So… all this birther talk was recently getting to my head. I realized that I had not really taken a look at the part of the Constitution that talked about US citizenship and eligibility for the presidency… at least, not since 8th grade, or so. And so, I checked out Article II of Section 1 of the US Constitution and found the following text (all emphasis is mine):
No person except a natural born Citizen, or a Citizen of the United States, at the time of the Adoption of this Constitution, shall be eligible to the Office of President…
That second grammatical clause kind of stood out, because it seems to clearly be an alternative condition to the first: either someone born in the US or someone who has become a citizen. I immediately became confused as to why what seemed like such a clear and direct interpretation was not currently possible, and so I figured that maybe there was some other part of the Constitution that clarified that Presidents must be physically born in the US. However, my attention was later turned to Amendment XIV, which it seems was added to the document to clarify what exactly a
Citizen of the United States was. The distinction appears to be quite clear:
All persons born or naturalized in the United States, and subject to the jurisdiction thereof, are citizens of the United States and of the State wherein they reside.
All of this leading one to logically conclude that one who was either born or naturalized in the US, naturalization commonly understood as the process by which aliens become citizens, is considered a citizen of the United States. If this is true, then why is it popularly understood that the so called “natural-born citizen” clause only refers to people who are natural-born citizens? That clause clearly includes people who were not naturally born, but were naturalized:
natural born Citizen, or a Citizen of the United States…. We have a classic logical OR here where if either condition is true, that is if you are either a natural born citizen or you are what the Constitution would call “a citizen of the United States” (again, a term clarified in Amendment XIV Section 1), then you fulfill that qualification for presidency.
I thought I’d see what our good friends at Wikipedia (a community which I proudly support) had to share about this topic.
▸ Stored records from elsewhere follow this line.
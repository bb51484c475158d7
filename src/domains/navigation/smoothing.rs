use super::types::WorldPoint;

const COLLINEAR_EPSILON: f64 = 1e-9;

/// Drops intermediate waypoints that sit on a straight run, keeping the
/// first point, the last point and every turn.
pub fn simplify_path(path: &[WorldPoint]) -> Vec<WorldPoint> {
    if path.len() <= 2 {
        return path.to_vec();
    }

    let mut simplified = vec![path[0]];
    for window in path.windows(3) {
        let (prev, mid, next) = (&window[0], &window[1], &window[2]);
        if !is_collinear(prev, mid, next) {
            simplified.push(*mid);
        }
    }
    simplified.push(path[path.len() - 1]);
    simplified
}

/// Collinearity in the floor plane (x/z).
fn is_collinear(a: &WorldPoint, b: &WorldPoint, c: &WorldPoint) -> bool {
    let cross = (b.x - a.x) * (c.z - b.z) - (b.z - a.z) * (c.x - b.x);
    cross.abs() < COLLINEAR_EPSILON
}
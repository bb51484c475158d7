use crate::domains::logger::{parse_level, DomainLogger, FileLogger};
use std::sync::Arc;

/// Installs the `fast_log` file appender at `level` and returns a logger
/// the application can inject into navigation contexts.
pub fn init_file_logger(path: &str, level: &str) -> Result<Arc<dyn DomainLogger>, String> {
    FileLogger::init(path, parse_level(level))
        .map_err(|e| format!("Failed to initialize fast_log at {}: {}", path, e))?;
    Ok(Arc::new(FileLogger))
}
The article, in its current state, hardly brushes at the issue, but provides sources with interesting insights on the whole debate. It encouraged me to look at a USA Today article that talked about the debate surrounding the consideration of Schwarzenegger for President.
First of all, USA Today quotes Article II Section 1 in a way that it appears virtually every lawmaker and justice is reading it:
No person except a natural born citizen … shall be eligible to the office of president.
Hmmm… what was that text they replaced with an ellipsis? What completely irrelevant and inconveniently placed words did they decide to omit? The very words that show why the whole debate is completely confusing. Only by reading the clause with those words removed could one believe that this should be interpreted as meaning only a natural born citizen can be President. If the words
…or a Citizen of the United States… were removed, which they are not (nor, to my knowledge, have they ever been repealed in any way), then clearly this part of the Constitution would state that natural born citizenship is the only prerequisite of a presidential candidate’s citizenship (aside being
fourteen Years a Resident within the United States).
Additionally, according to the USA Today article,
The 12th Amendment says the vice president cannot be foreign-born, which is simply not true. It appears they are referring to the very last sentence of that amendment:
But no person constitutionally ineligible to the office of President shall be eligible to that of Vice-President of the United States
The constitutional ineligibility this part refers to is that stated supra in Article II, which I first quoted in this post. It does not explicitly name foreign birth as an ineligibility.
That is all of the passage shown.